REQUIRED ACTION: For each entry below, output it exactly as it stands.

DATA:
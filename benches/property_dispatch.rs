//! Benchmarks for property dispatch through the object registry.
//!
//! Covers the host's hot path on the dispatch surface:
//! - Selector lookup and value encode into a caller buffer
//! - Probe operations (existence, settability, size)
//! - Settable write/read round-trips
//! - Handle token resolution
//! - Full three-object registry initialization

use std::hint::black_box;
use std::sync::{Arc, Mutex};

use criterion::{Criterion, criterion_group, criterion_main};

use camveil::test_utils::{ScriptedDetector, UnavailableOpener, test_config};
use camveil::types::selector;
use camveil::{Camveil, ObjectId, ObjectRegistry, RawHandle, Selector, SequentialRegistrar};

fn build_registry() -> ObjectRegistry {
    let mut registrar = SequentialRegistrar::default();
    Camveil::initialize_with(
        test_config(),
        ObjectId(1),
        &mut registrar,
        Arc::new(UnavailableOpener),
        Arc::new(Mutex::new(ScriptedDetector::always_clear())),
    )
    .expect("registry initialization")
}

fn bench_property_reads(c: &mut Criterion) {
    let registry = build_registry();
    let ids = registry.ids();

    let mut group = c.benchmark_group("property_reads");

    group.bench_function("u32_fixed", |b| {
        let mut buf = [0u8; 4];
        b.iter(|| {
            let written = registry
                .property_data(
                    black_box(ids.device),
                    black_box(selector::DEVICE_IS_ALIVE),
                    &mut buf,
                )
                .expect("fixed u32 read");
            black_box(written)
        })
    });

    group.bench_function("u32_computed", |b| {
        let mut buf = [0u8; 4];
        b.iter(|| {
            let written = registry
                .property_data(
                    black_box(ids.device),
                    black_box(selector::DEVICE_IS_RUNNING),
                    &mut buf,
                )
                .expect("computed u32 read");
            black_box(written)
        })
    });

    group.bench_function("f64_fixed", |b| {
        let mut buf = [0u8; 8];
        b.iter(|| {
            let written = registry
                .property_data(
                    black_box(ids.stream),
                    black_box(selector::STREAM_FRAME_RATE),
                    &mut buf,
                )
                .expect("f64 read");
            black_box(written)
        })
    });

    group.bench_function("range", |b| {
        let mut buf = [0u8; 16];
        b.iter(|| {
            let written = registry
                .property_data(
                    black_box(ids.stream),
                    black_box(selector::STREAM_FRAME_RATE_RANGES),
                    &mut buf,
                )
                .expect("range read");
            black_box(written)
        })
    });

    group.bench_function("text_handle", |b| {
        let mut buf = [0u8; 8];
        b.iter(|| {
            let written = registry
                .property_data(black_box(ids.device), black_box(selector::DEVICE_UID), &mut buf)
                .expect("text handle read");
            black_box(written)
        })
    });

    group.finish();
}

fn bench_probe_operations(c: &mut Criterion) {
    let registry = build_registry();
    let ids = registry.ids();
    let foreign = Selector::from_fourcc(b"zzzz");

    let mut group = c.benchmark_group("property_probes");

    group.bench_function("has_property_hit", |b| {
        b.iter(|| {
            registry
                .has_property(black_box(ids.device), black_box(selector::DEVICE_UID))
                .expect("probe")
        })
    });

    group.bench_function("has_property_miss", |b| {
        b.iter(|| {
            registry.has_property(black_box(ids.device), black_box(foreign)).expect("probe")
        })
    });

    group.bench_function("data_size", |b| {
        b.iter(|| {
            registry
                .property_data_size(
                    black_box(ids.stream),
                    black_box(selector::STREAM_FRAME_RATE_RANGES),
                )
                .expect("size probe")
        })
    });

    group.bench_function("is_settable", |b| {
        b.iter(|| {
            registry
                .is_property_settable(
                    black_box(ids.device),
                    black_box(selector::DEVICE_EXCLUSIVE_ACCESS),
                )
                .expect("settability probe")
        })
    });

    group.finish();
}

fn bench_settable_round_trip(c: &mut Criterion) {
    let registry = build_registry();
    let ids = registry.ids();

    c.bench_function("exclusive_access_write_read", |b| {
        let mut buf = [0u8; 4];
        b.iter(|| {
            registry
                .set_property_data(
                    black_box(ids.device),
                    black_box(selector::DEVICE_EXCLUSIVE_ACCESS),
                    black_box(&1u32.to_le_bytes()),
                )
                .expect("write");
            registry
                .property_data(ids.device, selector::DEVICE_EXCLUSIVE_ACCESS, &mut buf)
                .expect("read back");
            black_box(u32::from_le_bytes(buf))
        })
    });
}

fn bench_handle_resolution(c: &mut Criterion) {
    let registry = build_registry();
    let ids = registry.ids();

    let mut buf = [0u8; 8];
    registry
        .property_data(ids.device, selector::DEVICE_UID, &mut buf)
        .expect("token read");
    let token = RawHandle(u64::from_le_bytes(buf));

    c.bench_function("resolve_text_handle", |b| {
        b.iter(|| {
            let value = registry.resolve_handle(black_box(token)).expect("published token");
            black_box(value)
        })
    });
}

fn bench_initialization(c: &mut Criterion) {
    c.bench_function("registry_initialize", |b| {
        b.iter(|| {
            let registry = build_registry();
            black_box(registry)
        })
    });
}

criterion_group!(
    benches,
    bench_property_reads,
    bench_probe_operations,
    bench_settable_round_trip,
    bench_handle_resolution,
    bench_initialization
);
criterion_main!(benches);
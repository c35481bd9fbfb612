//! The stream clock.

use std::sync::atomic::{AtomicI64, Ordering};

use crate::types::{MediaTime, timebase_for_rate};

/// Publication point for frame presentation timestamps.
///
/// The worker posts each produced frame's presentation time here; hosts
/// resolve the stream's clock handle and read the last posted time to align
/// time-based reads with emitted frames. The timescale is fixed at
/// construction from the stream's frame rate.
#[derive(Debug)]
pub struct StreamClock {
    name: String,
    timescale: u32,
    last_ticks: AtomicI64,
}

impl StreamClock {
    /// Clock for a stream running at `frame_rate`.
    pub fn new(name: impl Into<String>, frame_rate: f64) -> Self {
        Self {
            name: name.into(),
            timescale: timebase_for_rate(frame_rate),
            last_ticks: AtomicI64::new(0),
        }
    }

    /// Diagnostic name, e.g. `"Camveil clock"`.
    pub fn name(&self) -> &str {
        &self.name
    }

    /// Ticks per second of posted timestamps.
    pub fn timescale(&self) -> u32 {
        self.timescale
    }

    /// Post a frame's presentation timestamp.
    pub fn post(&self, time: MediaTime) {
        debug_assert_eq!(time.timescale, self.timescale, "posted time uses a foreign timescale");
        self.last_ticks.store(time.value, Ordering::Release);
    }

    /// The most recently posted timestamp, zero before the first post.
    pub fn last_posted(&self) -> MediaTime {
        MediaTime::new(self.last_ticks.load(Ordering::Acquire), self.timescale)
    }
}

#[cfg(test)]
mod tests {
    use super::*;
    use crate::types::FrameTiming;

    #[test]
    fn timescale_derives_from_the_frame_rate() {
        let clock = StreamClock::new("Camveil clock", 30.0);
        assert_eq!(clock.timescale(), 3000);
        assert_eq!(clock.name(), "Camveil clock");
    }

    #[test]
    fn posted_timestamps_are_readable() {
        let clock = StreamClock::new("test clock", 30.0);
        assert_eq!(clock.last_posted().value, 0);

        let timing = FrameTiming::for_sequence(12, 30.0);
        clock.post(timing.presentation);

        let read = clock.last_posted();
        assert_eq!(read.value, 1200);
        assert_eq!(read.timescale, 3000);
        assert!((read.as_seconds() - 0.4).abs() < 1e-9);
    }
}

FINISHED EXERCISE:
filename benches/property_dispatch.rs
//! Benchmarks for property dispatch through the object registry.
//!
//! Covers the host's hot path on the dispatch surface:
//! - Selector lookup and value encode into a caller buffer
//! - Probe operations (existence, settability, size)
//! - Settable write/read round-trips
//! - Handle token resolution
//! - Full three-object registry initialization

use std::hint::black_box;
use std::sync::{Arc, Mutex};

use criterion::{Criterion, criterion_group, criterion_main};

use camveil::test_utils::{ScriptedDetector, UnavailableOpener, test_config};
use camveil::types::selector;
use camveil::{Camveil, ObjectId, ObjectRegistry, RawHandle, Selector, SequentialRegistrar};

fn build_registry() -> ObjectRegistry {
    let mut registrar = SequentialRegistrar::default();
    Camveil::initialize_with(
        test_config(),
        ObjectId(1),
        &mut registrar,
        Arc::new(UnavailableOpener),
        Arc::new(Mutex::new(ScriptedDetector::always_clear())),
    )
    .expect("registry initialization")
}

fn bench_property_reads(c: &mut Criterion) {
    let registry = build_registry();
    let ids = registry.ids();

    let mut group = c.benchmark_group("property_reads");

    group.bench_function("u32_fixed", |b| {
        let mut buf = [0u8; 4];
        b.iter(|| {
            let written = registry
                .property_data(
                    black_box(ids.device),
                    black_box(selector::DEVICE_IS_ALIVE),
                    &mut buf,
                )
                .expect("fixed u32 read");
            black_box(written)
        })
    });

    group.bench_function("u32_computed", |b| {
        let mut buf = [0u8; 4];
        b.iter(|| {
            let written = registry
                .property_data(
                    black_box(ids.device),
                    black_box(selector::DEVICE_IS_RUNNING),
                    &mut buf,
                )
                .expect("computed u32 read");
            black_box(written)
        })
    });

    group.bench_function("f64_fixed", |b| {
        let mut buf = [0u8; 8];
        b.iter(|| {
            let written = registry
                .property_data(
                    black_box(ids.stream),
                    black_box(selector::STREAM_FRAME_RATE),
                    &mut buf,
                )
                .expect("f64 read");
            black_box(written)
        })
    });

    group.bench_function("range", |b| {
        let mut buf = [0u8; 16];
        b.iter(|| {
            let written = registry
                .property_data(
                    black_box(ids.stream),
                    black_box(selector::STREAM_FRAME_RATE_RANGES),
                    &mut buf,
                )
                .expect("range read");
            black_box(written)
        })
    });

    group.bench_function("text_handle", |b| {
        let mut buf = [0u8; 8];
        b.iter(|| {
            let written = registry
                .property_data(black_box(ids.device), black_box(selector::DEVICE_UID), &mut buf)
                .expect("text handle read");
            black_box(written)
        })
    });

    group.finish();
}

fn bench_probe_operations(c: &mut Criterion) {
    let registry = build_registry();
    let ids = registry.ids();
    let foreign = Selector::from_fourcc(b"zzzz");

    let mut group = c.benchmark_group("property_probes");

    group.bench_function("has_property_hit", |b| {
        b.iter(|| {
            registry
                .has_property(black_box(ids.device), black_box(selector::DEVICE_UID))
                .expect("probe")
        })
    });

    group.bench_function("has_property_miss", |b| {
        b.iter(|| {
            registry.has_property(black_box(ids.device), black_box(foreign)).expect("probe")
        })
    });

    group.bench_function("data_size", |b| {
        b.iter(|| {
            registry
                .property_data_size(
                    black_box(ids.stream),
                    black_box(selector::STREAM_FRAME_RATE_RANGES),
                )
                .expect("size probe")
        })
    });

    group.bench_function("is_settable", |b| {
        b.iter(|| {
            registry
                .is_property_settable(
                    black_box(ids.device),
                    black_box(selector::DEVICE_EXCLUSIVE_ACCESS),
                )
                .expect("settability probe")
        })
    });

    group.finish();
}

fn bench_settable_round_trip(c: &mut Criterion) {
    let registry = build_registry();
    let ids = registry.ids();

    c.bench_function("exclusive_access_write_read", |b| {
        let mut buf = [0u8; 4];
        b.iter(|| {
            registry
                .set_property_data(
                    black_box(ids.device),
                    black_box(selector::DEVICE_EXCLUSIVE_ACCESS),
                    black_box(&1u32.to_le_bytes()),
                )
                .expect("write");
            registry
                .property_data(ids.device, selector::DEVICE_EXCLUSIVE_ACCESS, &mut buf)
                .expect("read back");
            black_box(u32::from_le_bytes(buf))
        })
    });
}

fn bench_handle_resolution(c: &mut Criterion) {
    let registry = build_registry();
    let ids = registry.ids();

    let mut buf = [0u8; 8];
    registry
        .property_data(ids.device, selector::DEVICE_UID, &mut buf)
        .expect("token read");
    let token = RawHandle(u64::from_le_bytes(buf));

    c.bench_function("resolve_text_handle", |b| {
        b.iter(|| {
            let value = registry.resolve_handle(black_box(token)).expect("published token");
            black_box(value)
        })
    });
}

fn bench_initialization(c: &mut Criterion) {
    c.bench_function("registry_initialize", |b| {
        b.iter(|| {
            let registry = build_registry();
            black_box(registry)
        })
    });
}

criterion_group!(
    benches,
    bench_property_reads,
    bench_probe_operations,
    bench_settable_round_trip,
    bench_handle_resolution,
    bench_initialization
);
criterion_main!(benches);
repository c35481bd9fbfb612
//! The stream clock.

use std::sync::atomic::{AtomicI64, Ordering};

use crate::types::{MediaTime, timebase_for_rate};

/// Publication point for frame presentation timestamps.
///
/// The worker posts each produced frame's presentation time here; hosts
/// resolve the stream's clock handle and read the last posted time to align
/// time-based reads with emitted frames. The timescale is fixed at
/// construction from the stream's frame rate.
#[derive(Debug)]
pub struct StreamClock {
    name: String,
    timescale: u32,
    last_ticks: AtomicI64,
}

impl StreamClock {
    /// Clock for a stream running at `frame_rate`.
    pub fn new(name: impl Into<String>, frame_rate: f64) -> Self {
        Self {
            name: name.into(),
            timescale: timebase_for_rate(frame_rate),
            last_ticks: AtomicI64::new(0),
        }
    }

    /// Diagnostic name, e.g. `"Camveil clock"`.
    pub fn name(&self) -> &str {
        &self.name
    }

    /// Ticks per second of posted timestamps.
    pub fn timescale(&self) -> u32 {
        self.timescale
    }

    /// Post a frame's presentation timestamp.
    pub fn post(&self, time: MediaTime) {
        debug_assert_eq!(time.timescale, self.timescale, "posted time uses a foreign timescale");
        self.last_ticks.store(time.value, Ordering::Release);
    }

    /// The most recently posted timestamp, zero before the first post.
    pub fn last_posted(&self) -> MediaTime {
        MediaTime::new(self.last_ticks.load(Ordering::Acquire), self.timescale)
    }
}

#[cfg(test)]
mod tests {
    use super::*;
    use crate::types::FrameTiming;

    #[test]
    fn timescale_derives_from_the_frame_rate() {
        let clock = StreamClock::new("Camveil clock", 30.0);
        assert_eq!(clock.timescale(), 3000);
        assert_eq!(clock.name(), "Camveil clock");
    }

    #[test]
    fn posted_timestamps_are_readable() {
        let clock = StreamClock::new("test clock", 30.0);
        assert_eq!(clock.last_posted().value, 0);

        let timing = FrameTiming::for_sequence(12, 30.0);
        clock.post(timing.presentation);

        let read = clock.last_posted();
        assert_eq!(read.value, 1200);
        assert_eq!(read.timescale, 3000);
        assert!((read.as_seconds() - 0.4).abs() < 1e-9);
    }
}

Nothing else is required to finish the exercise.